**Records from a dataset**

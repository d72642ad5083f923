// mlserve-core/src/infrastructure/adapters/databricks/registry.rs

use async_trait::async_trait;
use reqwest::Method;
use serde::de::IgnoredAny;
use tracing::debug;

use super::client::DatabricksClient;
use super::wire::{
    CreateModelVersion, CreateModelVersionResponse, CreateRegisteredModel, ModelVersionInfo,
    SetRegisteredModelAlias,
};
use crate::domain::model::{ModelName, ModelReference, RunArtifactUri, VersionHandle};
use crate::error::MlserveError;
use crate::infrastructure::error::InfrastructureError;
use crate::ports::ModelRegistry;

const UC_MODELS: &[&str] = &["api", "2.1", "unity-catalog", "models"];
const MLFLOW_UC: &[&str] = &["api", "2.0", "mlflow", "unity-catalog"];

#[async_trait]
impl ModelRegistry for DatabricksClient {
    async fn get_by_alias(
        &self,
        model: &ModelName,
        alias: &str,
    ) -> Result<ModelReference, MlserveError> {
        let full_name = model.full_name();
        let url = self.url(UC_MODELS, &[full_name.as_str(), "aliases", alias])?;
        let info: ModelVersionInfo = self.get(url).await?;

        // The platform echoes the name back; fall back to what was asked for.
        Ok(ModelReference {
            catalog: info.catalog_name.unwrap_or_else(|| model.catalog.clone()),
            schema: info.schema_name.unwrap_or_else(|| model.schema.clone()),
            name: info.model_name.unwrap_or_else(|| model.name.clone()),
            version: info.version,
        })
    }

    async fn register_model(
        &self,
        source: &RunArtifactUri,
        model: &ModelName,
    ) -> Result<VersionHandle, MlserveError> {
        let full_name = model.full_name();

        // The registered model must exist before a version can be attached to it.
        let created: Result<IgnoredAny, InfrastructureError> = self
            .send_json(
                Method::POST,
                self.url(MLFLOW_UC, &["registered-models", "create"])?,
                &CreateRegisteredModel { name: &full_name },
            )
            .await;
        match created {
            Ok(_) => debug!(model = %full_name, "Registered model created"),
            Err(e) if e.is_already_exists() => {
                debug!(model = %full_name, "Registered model already exists")
            }
            Err(e) => return Err(e.into()),
        }

        let uri = source.to_string();
        let response: CreateModelVersionResponse = self
            .send_json(
                Method::POST,
                self.url(MLFLOW_UC, &["model-versions", "create"])?,
                &CreateModelVersion {
                    name: &full_name,
                    source: &uri,
                    run_id: &source.run_id,
                },
            )
            .await?;

        let version = response.model_version.version.parse().map_err(|_| {
            InfrastructureError::Decode(format!(
                "model version '{}' is not a number",
                response.model_version.version
            ))
        })?;

        Ok(VersionHandle {
            full_name: response.model_version.name,
            version,
        })
    }

    async fn set_alias(
        &self,
        model: &ModelName,
        alias: &str,
        version: u64,
    ) -> Result<(), MlserveError> {
        let full_name = model.full_name();
        let url = self.url(UC_MODELS, &[full_name.as_str(), "aliases", alias])?;
        let _: IgnoredAny = self
            .send_json(
                Method::PUT,
                url,
                &SetRegisteredModelAlias {
                    version_num: version,
                },
            )
            .await?;
        Ok(())
    }
}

**Work request**
Whatever appears in the records must be returned exactly.

**Reply**
repository d72642ad5083f923
// mlserve-core/src/infrastructure/adapters/databricks/registry.rs

use async_trait::async_trait;
use reqwest::Method;
use serde::de::IgnoredAny;
use tracing::debug;

use super::client::DatabricksClient;
use super::wire::{
    CreateModelVersion, CreateModelVersionResponse, CreateRegisteredModel, ModelVersionInfo,
    SetRegisteredModelAlias,
};
use crate::domain::model::{ModelName, ModelReference, RunArtifactUri, VersionHandle};
use crate::error::MlserveError;
use crate::infrastructure::error::InfrastructureError;
use crate::ports::ModelRegistry;

const UC_MODELS: &[&str] = &["api", "2.1", "unity-catalog", "models"];
const MLFLOW_UC: &[&str] = &["api", "2.0", "mlflow", "unity-catalog"];

#[async_trait]
impl ModelRegistry for DatabricksClient {
    async fn get_by_alias(
        &self,
        model: &ModelName,
        alias: &str,
    ) -> Result<ModelReference, MlserveError> {
        let full_name = model.full_name();
        let url = self.url(UC_MODELS, &[full_name.as_str(), "aliases", alias])?;
        let info: ModelVersionInfo = self.get(url).await?;

        // The platform echoes the name back; fall back to what was asked for.
        Ok(ModelReference {
            catalog: info.catalog_name.unwrap_or_else(|| model.catalog.clone()),
            schema: info.schema_name.unwrap_or_else(|| model.schema.clone()),
            name: info.model_name.unwrap_or_else(|| model.name.clone()),
            version: info.version,
        })
    }

    async fn register_model(
        &self,
        source: &RunArtifactUri,
        model: &ModelName,
    ) -> Result<VersionHandle, MlserveError> {
        let full_name = model.full_name();

        // The registered model must exist before a version can be attached to it.
        let created: Result<IgnoredAny, InfrastructureError> = self
            .send_json(
                Method::POST,
                self.url(MLFLOW_UC, &["registered-models", "create"])?,
                &CreateRegisteredModel { name: &full_name },
            )
            .await;
        match created {
            Ok(_) => debug!(model = %full_name, "Registered model created"),
            Err(e) if e.is_already_exists() => {
                debug!(model = %full_name, "Registered model already exists")
            }
            Err(e) => return Err(e.into()),
        }

        let uri = source.to_string();
        let response: CreateModelVersionResponse = self
            .send_json(
                Method::POST,
                self.url(MLFLOW_UC, &["model-versions", "create"])?,
                &CreateModelVersion {
                    name: &full_name,
                    source: &uri,
                    run_id: &source.run_id,
                },
            )
            .await?;

        let version = response.model_version.version.parse().map_err(|_| {
            InfrastructureError::Decode(format!(
                "model version '{}' is not a number",
                response.model_version.version
            ))
        })?;

        Ok(VersionHandle {
            full_name: response.model_version.name,
            version,
        })
    }

    async fn set_alias(
        &self,
        model: &ModelName,
        alias: &str,
        version: u64,
    ) -> Result<(), MlserveError> {
        let full_name = model.full_name();
        let url = self.url(UC_MODELS, &[full_name.as_str(), "aliases", alias])?;
        let _: IgnoredAny = self
            .send_json(
                Method::PUT,
                url,
                &SetRegisteredModelAlias {
                    version_num: version,
                },
            )
            .await?;
        Ok(())
    }
}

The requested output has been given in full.